Nord è Sud

di Antonio Martucci

Abbiamo avuto il piacere di leggere l’articolo di Aldo Cazzullo sul Corriere del Mezzogiorno intitolato “ Né Nord né Sud. L’Italia è fatta” e abbiamo prima di tutto apprezzato la scelta del titolo che è sembrato straordinariamente sintetico e contemporaneamente rispondente agli argomenti espressi.

Cazzullo, partendo dalla grandiosità della storia di due grandi città come Torino e Napoli, considera inutile continuare nella contrapposizione oramai secolare, simpaticamente raffigurata nelle categorie dei polentoni e terroni, mentre, citando il direttore De Marco, siamo tutti nella stessa barca chiamata Italia. A tale proposito l’editorialista ci ricorda come il fenomeno dell’immigrazione al nord ha generato, in 150 anni di storia patria, un fenomeno irreversibile di integrazione al punto che il 50% dei cittadini torinesi sono nativi o di origine meridionale e, conclude l’editoriale, che appaiono comuni molti aspetti della vita dei cittadini del nord e del sud. Dal quotidiano agli usi, dai costumi al modo di pensare, come esempio l’accusarsi a vicenda dei propri guai ritenendo che la colpa dei propri mali sia sempre degli altri.

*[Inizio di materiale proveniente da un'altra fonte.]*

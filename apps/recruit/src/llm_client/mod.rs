/// LLM Client — the single point of entry for chat-completion calls.
///
/// Talks to an OpenAI-compatible `/chat/completions` endpoint (OpenRouter by
/// default). One call is one HTTP exchange; retry policy belongs to the caller,
/// which needs to tell rate limiting apart from other failures.
use std::time::Duration;

use reqwest::{Client, StatusCode};
use serde::{Deserialize, Serialize};
use thiserror::Error;
use tracing::debug;

use crate::config::Config;

#[derive(Debug, Error)]
pub enum LlmError {
    #[error("HTTP error: {0}")]
    Http(#[from] reqwest::Error),

    #[error("API error (status {status}): {message}")]
    Api { status: u16, message: String },

    #[error("Rate limited (status 429): {message}")]
    RateLimited { message: String },

    #[error("JSON parse error: {0}")]
    Parse(#[from] serde_json::Error),

    #[error("LLM returned empty content")]
    EmptyContent,
}

impl LlmError {
    /// True for the error class that earns exponential backoff.
    pub fn is_rate_limited(&self) -> bool {
        matches!(self, LlmError::RateLimited { .. })
    }
}

/// Connection settings for the completion endpoint.
#[derive(Debug, Clone)]
pub struct LlmSettings {
    pub api_key: String,
    pub base_url: String,
    pub model: String,
    pub max_tokens: u32,
    pub timeout: Duration,
}

impl LlmSettings {
    pub fn from_config(config: &Config, api_key: &str) -> Self {
        Self {
            api_key: api_key.to_string(),
            base_url: config.openrouter_base_url.clone(),
            model: config.filter_model.clone(),
            max_tokens: config.filter_max_tokens,
            timeout: config.request_timeout,
        }
    }
}

#[derive(Debug, Serialize)]
struct ChatRequest<'a> {
    model: &'a str,
    max_tokens: u32,
    messages: Vec<ChatMessage<'a>>,
}

#[derive(Debug, Serialize)]
struct ChatMessage<'a> {
    role: &'a str,
    content: &'a str,
}

#[derive(Debug, Deserialize)]
pub struct ChatResponse {
    #[serde(default)]
    pub choices: Vec<Choice>,
    pub usage: Option<Usage>,
}

#[derive(Debug, Deserialize)]
pub struct Choice {
    pub message: ResponseMessage,
}

#[derive(Debug, Deserialize)]
pub struct ResponseMessage {
    pub content: Option<String>,
}

#[derive(Debug, Deserialize)]
pub struct Usage {
    pub prompt_tokens: u32,
    pub completion_tokens: u32,
}

impl ChatResponse {
    /// Text of the first choice, if it has any.
    pub fn text(&self) -> Option<&str> {
        self.choices
            .first()
            .and_then(|c| c.message.content.as_deref())
            .filter(|t| !t.trim().is_empty())
    }
}

#[derive(Debug, Deserialize)]
struct ApiErrorEnvelope {
    error: ApiErrorBody,
}

#[derive(Debug, Deserialize)]
struct ApiErrorBody {
    message: String,
}

/// Chat-completion client shared by every classification worker in a run.
#[derive(Clone)]
pub struct LlmClient {
    client: Client,
    settings: LlmSettings,
}

impl LlmClient {
    pub fn new(settings: LlmSettings) -> Result<Self, LlmError> {
        let client = Client::builder().timeout(settings.timeout).build()?;
        Ok(Self { client, settings })
    }

    pub fn model(&self) -> &str {
        &self.settings.model
    }

    /// Sends a single user message and returns the completion text.
    pub async fn complete(&self, prompt: &str) -> Result<String, LlmError> {
        let request_body = ChatRequest {
            model: &self.settings.model,
            max_tokens: self.settings.max_tokens,
            messages: vec![ChatMessage {
                role: "user",
                content: prompt,
            }],
        };

        let url = format!(
            "{}/chat/completions",
            self.settings.base_url.trim_end_matches('/')
        );

        let response = self
            .client
            .post(url)
            .bearer_auth(&self.settings.api_key)
            .header("content-type", "application/json")
            .json(&request_body)
            .send()
            .await?;

        let status = response.status();

        if !status.is_success() {
            let body = response.text().await.unwrap_or_default();
            return Err(classify_status(status, body));
        }

        let chat_response: ChatResponse = response.json().await?;

        if let Some(usage) = &chat_response.usage {
            debug!(
                "LLM call succeeded: prompt_tokens={}, completion_tokens={}",
                usage.prompt_tokens, usage.completion_tokens
            );
        }

        chat_response
            .text()
            .map(str::to_string)
            .ok_or(LlmError::EmptyContent)
    }
}

/// Maps a non-success status and body to the matching error class.
fn classify_status(status: StatusCode, body: String) -> LlmError {
    // Try to parse error message
    let message = serde_json::from_str::<ApiErrorEnvelope>(&body)
        .map(|e| e.error.message)
        .unwrap_or(body);

    if status == StatusCode::TOO_MANY_REQUESTS {
        LlmError::RateLimited { message }
    } else {
        LlmError::Api {
            status: status.as_u16(),
            message,
        }
    }
}

#[cfg(test)]
mod tests {
    use super::*;

    #[test]
    fn test_429_is_rate_limited() {
        let err = classify_status(
            StatusCode::TOO_MANY_REQUESTS,
            r#"{"error": {"message": "slow down"}}"#.to_string(),
        );
        assert!(err.is_rate_limited());
        assert_eq!(err.to_string(), "Rate limited (status 429): slow down");
    }

    #[test]
    fn test_server_error_is_not_rate_limited() {
        let err = classify_status(StatusCode::BAD_GATEWAY, "upstream down".to_string());
        assert!(!err.is_rate_limited());
        assert!(matches!(err, LlmError::Api { status: 502, .. }));
    }

    #[test]
    fn test_chat_response_text_takes_first_choice() {
        let json = r#"{
            "choices": [
                {"message": {"role": "assistant", "content": "{\"match\": true}"}},
                {"message": {"role": "assistant", "content": "ignored"}}
            ],
            "usage": {"prompt_tokens": 120, "completion_tokens": 30}
        }"#;
        let response: ChatResponse = serde_json::from_str(json).unwrap();
        assert_eq!(response.text(), Some("{\"match\": true}"));
    }

    #[test]
    fn test_chat_response_blank_content_is_none() {
        let json = r#"{"choices": [{"message": {"content": "   "}}]}"#;
        let response: ChatResponse = serde_json::from_str(json).unwrap();
        assert!(response.text().is_none());
    }

    #[test]
    fn test_chat_response_without_choices_is_none() {
        let response: ChatResponse = serde_json::from_str("{}").unwrap();
        assert!(response.text().is_none());
    }
}
// LLM filtering: criteria, prompt, per-candidate worker, and the bounded fan-out
// that partitions candidates into matched and rejected.
// All model calls go through llm_client via the Classifier trait.

pub mod criteria;
pub mod engine;
pub mod prompts;
pub mod verdict;
pub mod worker;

Alcuni mesi fa ci è capitato di scrivere che il Mezzogiorno era in un vicolo cieco e che la crisi imponeva la necessità di uscirne partendo dalla consapevolezza che, per vincere la partita della sopravvivenza, bisognava puntare sullo sviluppo, sulle risorse a disposizione e rivendicando il proprio ruolo nei riguardi del nord. Ora la crisi di sistema impone un’ulteriore riflessione perché la questione è diventata, dal punto di vista delle scelte strategiche da elaborare, più importante e più grave, considerando che il progressivo consumo dei beni della azienda Italia, e cioè del suo credito, della sua ricchezza, dei suoi risparmi, non servirà a dare un futuro ai suoi figli, ma solo a prolungare una lenta agonia che distruggerà il Paese.

La riflessione di allora va quindi confermata ed integrata considerando che, con la crisi della Lega Nord e con il tramonto dell’attuale classe politica, si pone il problema di una nuova classe dirigente in grado di fare scelte di fondo e individuare le strade da intraprendere per governare un Paese completamente rifondato, a partire dal riequilibrio Nord-Sud. Ma con lo squilibrio esistente e gli effetti devastanti della crisi, bastano le considerazioni buoniste di Cazzullo che evidenzia come antropologicamente ormai il Nord è il Sud ? Si, ma del Tirolo.